Même s'il assure être en très bon terme avec Johan Kramer, Erik Kessels n'a plus retravaillé avec lui depuis. A l'agence, il demeure présent grâce à une photo extraite de son film «L'Autre finale», qui évoque un match de football entre le Bhoutan et le Montserrat.

 

Dans ce deuxième chapitre des aventures de Kesselskramer, l'agence évolue progressivement et s'intéresse désormais à toutes les disciplines de la communication, à l'image de sa collaboration avec les hôtels «Citizen M». «Notre travail ressemble à une fusion de différents éléments, indique Erik Kessels. C'est comme un puzzle dans lequel les pièces se complètent, c'est-à-dire des campagnes transmédias.
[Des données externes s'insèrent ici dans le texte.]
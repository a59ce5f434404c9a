//! Benchmarks for the method body codec.
//!
//! - Decoding a straight-line body and a branchy loop
//! - Re-encoding decoded operations
//! - Generating a body with branch size fitting

extern crate dotsym;

use criterion::{criterion_group, criterion_main, Criterion};
use dotsym::{
    assembly::{decode_operations, encode_operations, IlGenerator, OpCode},
    token::Token,
};
use std::hint::black_box;

/// ldc.i4.0; stloc.0; L: ldloc.0; ldc.i4.1; add; dup; stloc.0; ldc.i4.s 10; blt.s L; ret
const LOOP: [u8; 12] = [
    0x16, 0x0A, 0x06, 0x17, 0x58, 0x25, 0x0A, 0x1F, 0x0A, 0x32, 0xF7, 0x2A,
];

/// 256 arithmetic operations followed by ret
fn straight_line() -> Vec<u8> {
    let mut code = vec![0x16];
    for _ in 0..128 {
        code.extend([0x17, 0x58]);
    }
    code.extend([0x26, 0x2A]);
    code
}

fn bench_decode_straight_line(c: &mut Criterion) {
    let code = straight_line();
    c.bench_function("decode_straight_line", |b| {
        b.iter(|| {
            let operations = decode_operations(black_box(&code)).unwrap();
            black_box(operations)
        });
    });
}

fn bench_decode_loop(c: &mut Criterion) {
    c.bench_function("decode_loop", |b| {
        b.iter(|| {
            let operations = decode_operations(black_box(&LOOP)).unwrap();
            black_box(operations)
        });
    });
}

fn bench_encode(c: &mut Criterion) {
    let operations = decode_operations(&straight_line()).unwrap();
    c.bench_function("encode_straight_line", |b| {
        b.iter(|| {
            let code = encode_operations(black_box(&operations)).unwrap();
            black_box(code)
        });
    });
}

/// Forward branches over growing distances, shortened where they fit
fn bench_generate_best_fit(c: &mut Criterion) {
    c.bench_function("generate_best_fit", |b| {
        b.iter(|| {
            let mut generator = IlGenerator::new(Token(0x0600_0001));
            let end = generator.define_label();
            for _ in 0..64 {
                generator.emit_argument(OpCode::Ldarg0, 0).unwrap();
                generator.emit_label(OpCode::Brtrue, end).unwrap();
                generator.emit(OpCode::Nop).unwrap();
            }
            generator.mark_label(end).unwrap();
            generator.emit(OpCode::Ret).unwrap();
            generator.adjust_branch_sizes_to_best_fit().unwrap();
            black_box(generator.finish().unwrap())
        });
    });
}

criterion_group!(
    benches,
    bench_decode_straight_line,
    bench_decode_loop,
    bench_encode,
    bench_generate_best_fit,
);
criterion_main!(benches);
L'important est de trouver des idées-force déclinées dans des disciplines différentes, aussi éloignées que le design de timbres, des expositions d'art contemporain ou des émissions TV pour enfant.»

 

Suspendue à l'un des murs du baptistère, une autre photo attire l'œil, celle de bergers sur une montagne avec divers animaux de taille croissante qui font penser à l'évolution de l'espèce.

 

La photographie, art de prédilection du maître des lieux, représente aussi sa seconde vie. Erik Kessels est commissaire d'exposition et le sera notamment aux Rencontres d'Arles en 2013. «En publicité, ce que nous apprend cet art, c'est l'importance du regard que l'on porte sur les choses, estime Erik Kessels. C'est parfois judicieux d'injecter une dose d'imperfection dans une création. Quand vous êtes effrayé par quelque chose que vous faites, c'est souvent le signe que c'est du bon travail!»

 

L'avenir de la publicité lui semble tout tracé. «En définitive, une agence de publicité ne vend que des idées, pense Erik Kessels. C'est la partie la plus difficile et la plus excitante à la fois de notre travail. Et Google ne permet pas de les trouver immédiatement.»